Sampai di sini, penulis pun semakin paham, bagaimana tantangan yang dihadapi oleh generasi Y dan Z di era digital. Walaupun, mereka tetap bisa menikmati perkembangan teknologi yang begitu beragam. Tetapi, mereka juga harus melewati tantangan penyakit baru yang mulai bermunculan, misal COVID-19. Ditambah, ada Penyakit Tidak Menular (PTM) hingga Penyakit Menular (PM) yang kita prediksi akan terus bertransformasi.
Terlebih, apabila dilihat dari sisi makanan dan minuman saat ini yang mulai dimodifikasi dan mengandung zat-zat berlebihan, misalnya makanan dan minuman yang tinggi gula hingga menyebabkan kolesterol tinggi. Tentu, mereka yang hidup dekat dengan media online dan terkena paparan iklan organik dan non-organik di media sosial, dapat dengan mudahnya terpengaruh dan dipengaruhi.

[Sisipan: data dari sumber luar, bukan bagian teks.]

//! Key↔slot mapping: single-vector mode uses a
//! unique `key -> slot` map; multi-vector mode uses
//! [`crate::container::multiset::KeyMultiset`].

use parking_lot::Mutex;
use rustc_hash::FxHashMap;

use crate::container::multiset::KeyMultiset;
use crate::node::Slot;

/// A unique `key -> slot` map for single-vector-mode indexes.
#[derive(Debug, Default)]
pub struct KeyMap {
    map: FxHashMap<u64, Slot>,
}

impl KeyMap {
    fn with_capacity(capacity: usize) -> Self {
        Self {
            map: FxHashMap::with_capacity_and_hasher(capacity, Default::default()),
        }
    }
}

/// The façade's key index, single- or multi-vector depending on how
/// the index was opened. Holds its own mutex: the key↔slot map is
/// touched once per public op, so contention is low and a single lock
/// (rather than per-bucket sharding) is sufficient.
pub(super) enum KeyIndex {
    Single(Mutex<KeyMap>),
    Multi(Mutex<KeyMultiset>),
}

impl KeyIndex {
    pub(super) fn new(multi: bool, capacity: usize) -> Self {
        if multi {
            Self::Multi(Mutex::new(KeyMultiset::with_capacity(capacity)))
        } else {
            Self::Single(Mutex::new(KeyMap::with_capacity(capacity)))
        }
    }

    pub(super) fn is_multi(&self) -> bool {
        matches!(self, Self::Multi(_))
    }

    /// All slots currently registered under `key`.
    pub(super) fn get_all(&self, key: u64) -> Vec<Slot> {
        match self {
            Self::Single(m) => m.lock().map.get(&key).copied().into_iter().collect(),
            Self::Multi(m) => m.lock().get(key).to_vec(),
        }
    }

    pub(super) fn count(&self, key: u64) -> usize {
        match self {
            Self::Single(m) => usize::from(m.lock().map.contains_key(&key)),
            Self::Multi(m) => m.lock().count(key),
        }
    }

    pub(super) fn contains_key(&self, key: u64) -> bool {
        match self {
            Self::Single(m) => m.lock().map.contains_key(&key),
            Self::Multi(m) => m.lock().contains_key(key),
        }
    }

    /// Registers `slot` under `key`. In single mode, `Some(previous)`
    /// is returned if `key` was already present (caller decides
    /// whether that was allowed).
    pub(super) fn insert(&self, key: u64, slot: Slot) -> Option<Slot> {
        match self {
            Self::Single(m) => m.lock().map.insert(key, slot),
            Self::Multi(m) => {
                m.lock().insert(key, slot);
                None
            }
        }
    }

    /// Removes every slot registered under `key`, returning them.
    pub(super) fn remove_all(&self, key: u64) -> Vec<Slot> {
        match self {
            Self::Single(m) => m.lock().map.remove(&key).into_iter().collect(),
            Self::Multi(m) => m.lock().remove_all(key),
        }
    }

    /// Removes a single `slot` from under `key` (multi-vector mode
    /// only API; in single mode this is equivalent to `remove_all`).
    pub(super) fn remove_one(&self, key: u64, slot: Slot) -> bool {
        match self {
            Self::Single(m) => {
                let mut guard = m.lock();
                if guard.map.get(&key) == Some(&slot) {
                    guard.map.remove(&key);
                    true
                } else {
                    false
                }
            }
            Self::Multi(m) => m.lock().remove_one(key, slot),
        }
    }

    /// Every `(key, slot)` pair currently registered.
    pub(super) fn iter_pairs(&self) -> Vec<(u64, Slot)> {
        match self {
            Self::Single(m) => m.lock().map.iter().map(|(&k, &s)| (k, s)).collect(),
            Self::Multi(m) => m.lock().iter().collect(),
        }
    }
}
//! Query latency across result-set size and `expansion_search`.

use criterion::{criterion_group, criterion_main, BenchmarkId, Criterion, Throughput};
use hnsw_core::{Index, IndexOptions, MetricKind};
use rand::rngs::StdRng;
use rand::{Rng, SeedableRng};
use std::hint::black_box;

const DIM: usize = 64;
const CORPUS_SIZE: usize = 5_000;

fn random_vectors(n: usize, dim: usize, seed: u64) -> Vec<Vec<f32>> {
    let mut rng = StdRng::seed_from_u64(seed);
    (0..n)
        .map(|_| (0..dim).map(|_| rng.gen_range(-1.0..1.0)).collect())
        .collect()
}

fn build_corpus() -> (Index, Vec<Vec<f32>>) {
    let vectors = random_vectors(CORPUS_SIZE, DIM, 42);
    let index = Index::open(IndexOptions::new(DIM, MetricKind::SquaredL2).connectivity(16, 32)).unwrap();
    for (key, v) in vectors.iter().enumerate() {
        index.add(0, key as u64, v).unwrap();
    }
    let queries = random_vectors(100, DIM, 99);
    (index, queries)
}

fn bench_search_by_k(c: &mut Criterion) {
    let (index, queries) = build_corpus();
    let mut group = c.benchmark_group("search_by_k");

    for k in [1usize, 10, 50, 100] {
        group.throughput(Throughput::Elements(queries.len() as u64));
        group.bench_with_input(BenchmarkId::new("k", k), &k, |b, &k| {
            let mut i = 0;
            b.iter(|| {
                let q = &queries[i % queries.len()];
                i += 1;
                black_box(index.search(0, q, k, None, None).unwrap())
            });
        });
    }
    group.finish();
}

fn bench_search_by_expansion(c: &mut Criterion) {
    let (index, queries) = build_corpus();
    let mut group = c.benchmark_group("search_by_expansion_search");

    for expansion in [16usize, 64, 256] {
        group.throughput(Throughput::Elements(queries.len() as u64));
        group.bench_with_input(BenchmarkId::new("expansion", expansion), &expansion, |b, &expansion| {
            let mut i = 0;
            b.iter(|| {
                let q = &queries[i % queries.len()];
                i += 1;
                black_box(index.search(0, q, 10, Some(expansion), None).unwrap())
            });
        });
    }
    group.finish();
}

criterion_group!(benches, bench_search_by_k, bench_search_by_expansion);
criterion_main!(benches);
//! Non-binding cache-prefetch hints for vector payload access.
//!
//! Prefetching must never change observable behavior; every
//! implementation here is an opaque hint the CPU is free to ignore.

/// A prefetch strategy invoked ahead of a loop that is about to probe
/// a run of neighbor slot payloads.
pub trait Prefetcher: Send + Sync {
    /// Hints that `ptr` (the start of one vector payload) will be read
    /// soon.
    fn hint(&self, ptr: *const u8);
}

/// The no-op prefetcher; used when the caller disables prefetching or
/// on targets without a usable intrinsic.
#[derive(Debug, Default, Clone, Copy)]
pub struct NullPrefetcher;

impl Prefetcher for NullPrefetcher {
    #[inline]
    fn hint(&self, _ptr: *const u8) {}
}

/// Issues a temporal, all-cache-levels prefetch hint for the first
/// cache line of the target vector.
#[derive(Debug, Default, Clone, Copy)]
pub struct DefaultPrefetcher;

impl Prefetcher for DefaultPrefetcher {
    #[inline]
    fn hint(&self, ptr: *const u8) {
        #[cfg(target_arch = "x86_64")]
        {
            // SAFETY: `_mm_prefetch` accepts any readable-or-not
            // pointer; it is documented to never fault even on
            // invalid addresses, so passing a not-yet-validated
            // pointer is sound.
            unsafe {
                use std::arch::x86_64::{_mm_prefetch, _MM_HINT_T0};
                _mm_prefetch(ptr.cast::<i8>(), _MM_HINT_T0);
            }
        }
        #[cfg(not(target_arch = "x86_64"))]
        {
            // aarch64 prefetch intrinsics are unstable on the stable
            // channel as of this writing; skip rather than reach for
            // inline asm.
            let _ = ptr;
        }
    }
}
//! Insertion algorithm: level sampling, entry-point descent, neighbor
//! selection, back-linking, and entry-point raise.
//!
//! Insertion is split into [`HnswGraph::reserve_slot`] and
//! [`HnswGraph::link_slot`] rather than one call, so the dense façade
//! can write the new node's vector payload in between. `link_slot`
//! installs the back-edges that make a slot reachable from existing
//! nodes; if the payload were not yet written when that happens, a
//! concurrent reader following one of those edges straight into
//! `VectorSource::vector_ptr` would race the façade's write, or — if
//! the slot lands on a not-yet-allocated storage segment — index out
//! of bounds. Reserving first and linking only after the façade
//! confirms the payload is in place closes that window.

use std::sync::atomic::Ordering;

use crate::node::Slot;
use crate::rng::sample_level;

use super::HnswGraph;

/// Outcome of a successful `add` at the graph layer. The dense façade
/// wraps this with the caller's key.
#[derive(Debug, Clone, Copy, PartialEq, Eq)]
pub struct InsertOutcome {
    /// The slot the new node was stored at.
    pub slot: Slot,
    /// Always `true` for the graph layer — insertion either succeeds
    /// or returns an error; the façade's duplicate-key policy is what
    /// can turn an `add` into a no-op above this layer.
    pub added: bool,
}

/// A freshly allocated, not-yet-linked slot: the new node exists in
/// the node table (sampled level, layer adjacency storage, a lock
/// bit), but no other node references it yet. The façade must write
/// the slot's vector payload before passing this to
/// [`HnswGraph::link_slot`].
#[derive(Debug, Clone, Copy)]
pub struct ReservedSlot {
    /// The slot the new node was stored at.
    pub slot: Slot,
    /// The new node's sampled top level.
    pub top_level: u16,
}

impl HnswGraph {
    /// Samples a level and allocates a slot for a new node, without
    /// making it reachable from any existing node. The façade must
    /// write the slot's vector payload before calling
    /// [`HnswGraph::link_slot`] with the result.
    ///
    /// `thread_id` selects the per-thread scratch used for level
    /// sampling.
    pub fn reserve_slot(&self, thread_id: usize) -> crate::error::Result<ReservedSlot> {
        let scratch_idx = self.scratch_index(thread_id)?;

        let top_level = {
            let mut scratch = self.scratch[scratch_idx].lock();
            sample_level(&mut scratch.rng, self.level_mult, self.params.max_level_cap)
        };
        #[allow(clippy::cast_possible_truncation)]
        let top_level_u16 = top_level as u16;

        let slot = self.nodes.push(top_level_u16);
        self.ensure_layers(slot, top_level);
        self.node_locks.ensure_capacity(slot);

        Ok(ReservedSlot {
            slot,
            top_level: top_level_u16,
        })
    }

    /// Descends from the current entry point, selects and installs
    /// bidirectional edges at every applicable level for `reserved`,
    /// and raises the entry point if it reaches higher than the
    /// current one.
    ///
    /// `query_ptr` points at `reserved.slot`'s own vector. Callers
    /// must have already written that slot's payload into storage —
    /// see the module doc comment for why. `thread_id` must be the
    /// same value passed to the `reserve_slot` call that produced
    /// `reserved`.
    ///
    /// # Safety
    ///
    /// `query_ptr` must point at `dimensions` valid scalars of the
    /// graph's configured scalar kind and remain valid for the
    /// duration of this call.
    pub unsafe fn link_slot(
        &self,
        thread_id: usize,
        reserved: ReservedSlot,
        query_ptr: *const u8,
    ) -> crate::error::Result<InsertOutcome> {
        let scratch_idx = self.scratch_index(thread_id)?;
        let ReservedSlot { slot, top_level: top_level_u16 } = reserved;
        let top_level = usize::from(top_level_u16);

        let Some((entry_slot, entry_level)) = self.entry_point() else {
            self.entry.set_initial(slot, top_level_u16);
            self.count_present.fetch_add(1, Ordering::Relaxed);
            return Ok(InsertOutcome { slot, added: true });
        };

        // Step 4: descend greedily through every level strictly above
        // the new node's sampled level.
        let mut best = entry_slot;
        if usize::from(entry_level) > top_level {
            for level in (top_level + 1..=usize::from(entry_level)).rev() {
                best = self.search_one_in_level(query_ptr, best, level);
            }
        }

        // Step 5: link at every level from min(top_level, entry_level)
        // down to 0, nearest-first.
        let link_from = top_level.min(usize::from(entry_level));
        for level in (0..=link_from).rev() {
            let capacity = self.params.capacities.at(level);
            let ef = self.params.expansion_add.max(capacity);
            let candidates = {
                let mut scratch = self.scratch[scratch_idx].lock();
                self.search_layer_bfs(query_ptr, &[best], level, ef, None, &mut scratch)
            };
            let selected = self.select_neighbors(candidates, capacity);
            if let Some(nearest) = selected.first() {
                best = nearest.slot;
            }
            for candidate in &selected {
                self.add_bidirectional_connection(slot, candidate.slot, level, capacity);
            }
        }

        // Step 6: raise the entry point if this node reaches higher
        // than the current one. A CAS race with a concurrent insert
        // sampling an even higher level is resolved by `raise` itself.
        self.entry.raise(slot, top_level_u16, &self.safety);
        self.count_present.fetch_add(1, Ordering::Relaxed);
        Ok(InsertOutcome { slot, added: true })
    }

    /// Grows the layer table to cover `top_level` and ensures every
    /// level from 0 to `top_level` has adjacency storage reserved for
    /// `slot` (layers above a node's `top_level` never reference it).
    pub(super) fn ensure_layers(&self, slot: Slot, top_level: usize) {
        let mut layers = self.layers.write();
        while layers.len() <= top_level {
            layers.push(super::Layer::new());
        }
        for layer in layers.iter_mut().take(top_level + 1) {
            layer.ensure_capacity(slot);
        }
    }
}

Tidak hanya itu, ada faktor lain seperti kondisi lingkungan yang membuat mereka pasif di usia produktif. Bayangkan saja, sebagian dari mereka bekerja di perusahaan digital dan aktivitas sehari-harinya lebih banyak dihabiskan di depan laptop (duduk) dan pergi ke kantor pun menggunakan transportasi umum atau pribadi (duduk lagi).
Bahkan, hampir semua aktivitas mereka menggunakan peralatan mekanis dan bisa membuat mereka berhenti bergerak (duduk). Padahal, terus bergerak (move naturally) merupakan satu diantara kunci hidup sehat dan berumur panjang. Jika dulu ada istilah lebih baik mencegah daripada mengobati. Saat ini, mulai bergeser menjadi mulai sadar dan mencegah, setelah mengobati.
Maka dari itu, secara physically, mentally, emotionally, generasi Y dan Z harus survive dan memastikan dirinya sehat lahir-batin. Meskipun, harus membawa berbagai alat pendukung kesehatan di dalam tasnya, sebagai upaya untuk menjaga kesehatan tubuh, agar tak mudah sakit. Dengan kondisi demikian, penulis juga optimis, mereka akan menjadi generasi yang tangguh, adaptif, kreatif, inovatif, dan mampu menerapkan langkah-langkah strategis untuk hidup sehat dan seutuhnya!
*** Mahasiswa Magister Fakultas Ilmu Komunikasi konsentrasi Komunikasi Kesehatan di Universitas Padjadjaran.